§ **Saved entries**
++++++++++++++++++++
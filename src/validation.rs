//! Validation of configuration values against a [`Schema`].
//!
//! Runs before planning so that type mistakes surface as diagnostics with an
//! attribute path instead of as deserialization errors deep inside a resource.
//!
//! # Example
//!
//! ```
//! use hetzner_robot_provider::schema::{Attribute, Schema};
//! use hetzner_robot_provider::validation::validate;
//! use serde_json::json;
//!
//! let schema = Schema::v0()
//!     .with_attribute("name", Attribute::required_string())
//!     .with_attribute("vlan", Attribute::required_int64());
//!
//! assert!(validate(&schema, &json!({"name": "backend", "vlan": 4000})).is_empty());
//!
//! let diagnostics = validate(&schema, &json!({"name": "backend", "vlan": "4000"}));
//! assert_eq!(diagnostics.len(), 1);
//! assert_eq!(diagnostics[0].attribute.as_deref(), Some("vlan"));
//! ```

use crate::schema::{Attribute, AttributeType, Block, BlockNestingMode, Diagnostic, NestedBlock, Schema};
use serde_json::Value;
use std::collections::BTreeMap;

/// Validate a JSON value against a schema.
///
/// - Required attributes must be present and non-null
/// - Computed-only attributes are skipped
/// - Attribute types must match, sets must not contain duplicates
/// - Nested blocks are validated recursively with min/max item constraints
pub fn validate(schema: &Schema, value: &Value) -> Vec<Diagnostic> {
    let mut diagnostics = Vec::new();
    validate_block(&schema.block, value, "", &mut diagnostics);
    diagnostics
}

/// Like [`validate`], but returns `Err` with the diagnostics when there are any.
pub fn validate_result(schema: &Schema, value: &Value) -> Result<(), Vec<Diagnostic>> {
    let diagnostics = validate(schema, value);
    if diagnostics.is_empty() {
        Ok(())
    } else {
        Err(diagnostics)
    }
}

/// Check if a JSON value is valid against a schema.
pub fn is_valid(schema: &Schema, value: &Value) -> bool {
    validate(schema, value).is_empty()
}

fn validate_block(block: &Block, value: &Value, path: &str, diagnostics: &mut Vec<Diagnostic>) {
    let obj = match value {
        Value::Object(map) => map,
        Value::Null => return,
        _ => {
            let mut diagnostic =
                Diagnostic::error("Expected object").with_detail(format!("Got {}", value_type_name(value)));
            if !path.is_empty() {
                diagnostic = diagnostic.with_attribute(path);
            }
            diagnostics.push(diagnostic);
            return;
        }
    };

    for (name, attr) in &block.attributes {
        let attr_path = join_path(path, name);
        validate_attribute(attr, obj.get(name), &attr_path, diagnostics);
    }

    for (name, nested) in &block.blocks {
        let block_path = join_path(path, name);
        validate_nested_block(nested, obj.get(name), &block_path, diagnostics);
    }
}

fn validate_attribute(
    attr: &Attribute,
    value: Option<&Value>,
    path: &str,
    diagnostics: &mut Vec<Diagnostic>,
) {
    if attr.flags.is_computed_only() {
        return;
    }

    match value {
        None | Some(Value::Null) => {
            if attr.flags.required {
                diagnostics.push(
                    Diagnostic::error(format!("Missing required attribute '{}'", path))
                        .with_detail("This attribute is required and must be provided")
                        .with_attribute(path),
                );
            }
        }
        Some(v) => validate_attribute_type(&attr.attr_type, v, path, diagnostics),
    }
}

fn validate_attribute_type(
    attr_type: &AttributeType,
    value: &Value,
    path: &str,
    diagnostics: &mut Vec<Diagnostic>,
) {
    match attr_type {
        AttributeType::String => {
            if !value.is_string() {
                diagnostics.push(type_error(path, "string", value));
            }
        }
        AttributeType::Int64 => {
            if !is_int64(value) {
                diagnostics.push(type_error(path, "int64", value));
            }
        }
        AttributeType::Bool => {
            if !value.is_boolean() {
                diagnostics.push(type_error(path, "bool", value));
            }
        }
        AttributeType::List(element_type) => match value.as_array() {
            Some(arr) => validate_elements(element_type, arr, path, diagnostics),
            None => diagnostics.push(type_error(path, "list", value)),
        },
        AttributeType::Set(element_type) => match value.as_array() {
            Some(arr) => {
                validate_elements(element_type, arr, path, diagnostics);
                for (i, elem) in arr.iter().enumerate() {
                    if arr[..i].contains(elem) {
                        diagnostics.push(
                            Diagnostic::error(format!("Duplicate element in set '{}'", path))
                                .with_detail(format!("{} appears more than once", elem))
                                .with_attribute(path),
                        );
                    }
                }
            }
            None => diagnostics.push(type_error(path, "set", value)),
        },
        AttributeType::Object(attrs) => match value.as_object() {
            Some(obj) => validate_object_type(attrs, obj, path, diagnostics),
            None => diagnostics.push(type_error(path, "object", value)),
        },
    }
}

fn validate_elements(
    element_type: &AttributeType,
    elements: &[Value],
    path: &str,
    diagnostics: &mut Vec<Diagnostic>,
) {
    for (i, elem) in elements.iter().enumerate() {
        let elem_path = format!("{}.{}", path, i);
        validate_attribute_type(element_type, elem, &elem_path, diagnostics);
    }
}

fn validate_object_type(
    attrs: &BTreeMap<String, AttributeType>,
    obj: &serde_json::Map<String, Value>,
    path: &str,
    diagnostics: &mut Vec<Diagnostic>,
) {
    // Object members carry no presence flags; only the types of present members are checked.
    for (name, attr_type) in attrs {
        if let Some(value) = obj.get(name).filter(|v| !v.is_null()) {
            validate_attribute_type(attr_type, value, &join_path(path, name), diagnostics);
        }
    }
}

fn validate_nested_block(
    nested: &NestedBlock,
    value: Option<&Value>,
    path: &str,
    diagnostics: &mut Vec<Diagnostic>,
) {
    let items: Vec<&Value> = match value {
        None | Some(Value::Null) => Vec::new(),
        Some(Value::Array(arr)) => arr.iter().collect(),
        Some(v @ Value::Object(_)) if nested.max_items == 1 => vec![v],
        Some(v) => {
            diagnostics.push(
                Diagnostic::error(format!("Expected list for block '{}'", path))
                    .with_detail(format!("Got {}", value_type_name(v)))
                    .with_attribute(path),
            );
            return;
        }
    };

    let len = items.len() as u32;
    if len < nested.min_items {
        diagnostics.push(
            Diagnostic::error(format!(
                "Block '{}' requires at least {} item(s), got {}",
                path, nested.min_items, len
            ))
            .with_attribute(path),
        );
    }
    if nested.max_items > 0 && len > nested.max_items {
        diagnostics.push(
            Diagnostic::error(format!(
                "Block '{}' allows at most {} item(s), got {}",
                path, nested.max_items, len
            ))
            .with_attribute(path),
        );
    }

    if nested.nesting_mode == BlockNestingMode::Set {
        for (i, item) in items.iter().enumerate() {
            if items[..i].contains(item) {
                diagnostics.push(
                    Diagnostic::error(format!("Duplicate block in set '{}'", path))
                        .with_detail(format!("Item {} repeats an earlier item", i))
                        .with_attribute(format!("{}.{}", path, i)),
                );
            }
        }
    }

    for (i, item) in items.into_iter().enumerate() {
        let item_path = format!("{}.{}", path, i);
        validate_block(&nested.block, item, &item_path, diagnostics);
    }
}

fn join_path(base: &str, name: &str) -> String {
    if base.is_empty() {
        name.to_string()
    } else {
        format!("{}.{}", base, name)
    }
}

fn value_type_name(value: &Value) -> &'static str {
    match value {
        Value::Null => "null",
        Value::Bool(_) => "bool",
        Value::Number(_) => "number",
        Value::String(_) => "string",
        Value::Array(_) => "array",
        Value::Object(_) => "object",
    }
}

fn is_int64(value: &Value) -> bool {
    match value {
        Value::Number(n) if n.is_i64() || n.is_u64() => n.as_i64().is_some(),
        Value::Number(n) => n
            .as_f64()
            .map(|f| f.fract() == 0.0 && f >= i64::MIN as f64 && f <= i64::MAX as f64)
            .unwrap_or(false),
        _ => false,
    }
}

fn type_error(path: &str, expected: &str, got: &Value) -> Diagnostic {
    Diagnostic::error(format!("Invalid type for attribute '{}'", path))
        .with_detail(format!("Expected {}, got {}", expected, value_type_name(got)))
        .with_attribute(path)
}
++++++++++++++++++++
§ **What to produce**
Give back the records above exactly, limited to the lines between the one holding "diagnostics with an" and the one holding "not contain duplicates", inclusive.

§ **Task solution**
//! Runs before planning so that type mistakes surface as diagnostics with an
//! attribute path instead of as deserialization errors deep inside a resource.
//!
//! # Example
//!
//! ```
//! use hetzner_robot_provider::schema::{Attribute, Schema};
//! use hetzner_robot_provider::validation::validate;
//! use serde_json::json;
//!
//! let schema = Schema::v0()
//!     .with_attribute("name", Attribute::required_string())
//!     .with_attribute("vlan", Attribute::required_int64());
//!
//! assert!(validate(&schema, &json!({"name": "backend", "vlan": 4000})).is_empty());
//!
//! let diagnostics = validate(&schema, &json!({"name": "backend", "vlan": "4000"}));
//! assert_eq!(diagnostics.len(), 1);
//! assert_eq!(diagnostics[0].attribute.as_deref(), Some("vlan"));
//! ```

use crate::schema::{Attribute, AttributeType, Block, BlockNestingMode, Diagnostic, NestedBlock, Schema};
use serde_json::Value;
use std::collections::BTreeMap;

/// Validate a JSON value against a schema.
///
/// - Required attributes must be present and non-null
/// - Computed-only attributes are skipped
/// - Attribute types must match, sets must not contain duplicates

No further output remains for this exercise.